Tras la recomendación del Instituto Nacional de Enfermedades Neoplásicas (INEN), respecto de que se limite la participación del procesado Alberto Fujimori en el juicio para garantizar su recuperación postoperatoria, la Sala Penal Especial dispuso que la audiencia de ayer, así como las de mañana y el próximo lunes tuvieran una duración de solo media jornada, es decir hasta la una de la tarde. Por lo demás, quedó claro que la salud del encausado es estable y satisfactoria.
De otro lado y por sexta diligencia consecutiva, el testigo Julio Salazar Monroe fue interrogado por el fiscal Avelino Guillén. El ex jefe del Servicio de Inteligencia Nacional (SIN) volvió a caer en notorias contradicciones en su intento por tratar de no comprometer al ex presidente y al ex asesor Vladimiro Montesinos.

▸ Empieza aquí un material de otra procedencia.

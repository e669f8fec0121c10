use thiserror::Error;

use offerbook_core::{Classify, ErrorKind};

/// Whole-document failures. Any of these aborts the import before a single
/// row is processed.
#[derive(Debug, Error, Clone, Copy, PartialEq, Eq)]
pub enum ParseError {
    #[error("cannot read document")]
    FailedToRead,

    #[error("empty document")]
    EmptyDoc,

    #[error("empty sheet")]
    EmptySheet,

    #[error("offer_id column has invalid value(s)")]
    InvalidIds,

    #[error("sheet contain offer_id duplicates")]
    HasDuplicates,
}

impl Classify for ParseError {
    fn kind(&self) -> ErrorKind {
        match self {
            ParseError::HasDuplicates => ErrorKind::Conflict,
            ParseError::FailedToRead
            | ParseError::EmptyDoc
            | ParseError::EmptySheet
            | ParseError::InvalidIds => ErrorKind::BadInput,
        }
    }
}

Aunque reiteradamente ha señalado que nunca supo de la existencia del grupo Colina, ayer le mostraron documentos firmados por él en 1992, a través del cual puso a disposición del Consejo Supremo de Justicia Militar al agente Mesmer Carles Talledo, acusado de filtrar información a Sendero Luminoso y de haber dado una lista de nombres de militares entre los que se encontraban algunos miembros del destacamento Colina. El militar trató de desconocer esos documentos e incluso puso en duda la veracidad de su firma.
Salazar, quien ya fue condenado a 35 años de cárcel por el caso La Cantuta, reconoció que en junio de 1991 solicitó al entonces mandatario Fujimori una felicitación para un grupo de militares por su trabajo de análisis de documentos senderistas. Es más, tuvo que admitir que en la lista se incluyó falsamente a tres militares que nunca tomaron parte en ese trabajo, con el fin de beneficiarlos.
Sobre la matanza de Barrios Altos, ocurrida el 3 de noviembre de 1991, dijo que recién se enteró al día siguiente por los medios de prensa y que, pese a ser jefe del SIN, no recibió ninguna información sobre este crimen por el canal de inteligencia.
Sostuvo que tampoco se enteró de que en diciembre de 1992 la revista "Sí" vinculó a Montesinos y varios miembros de Colina con esa matanza. Dijo que tampoco recordaba que por esas informaciones él mismo había denunciado ante la fiscalía a Ricardo Uceda, en ese entonces director de la revista.
EN PUNTOS
1. Por segunda vez consecutiva César Nakazaki no asistió al juicio oral, al parecer, por problemas de salud.
2. Para Ronald Gamarra, abogado de la parte civil, la presentación de Salazar Monroe resulta ridícula y lamentable, pues "trata de negar lo evidente y desconocer sus propias declaraciones".
3. El próximo testigo es Montesinos. Recién acudiría a declarar la última semana de junio.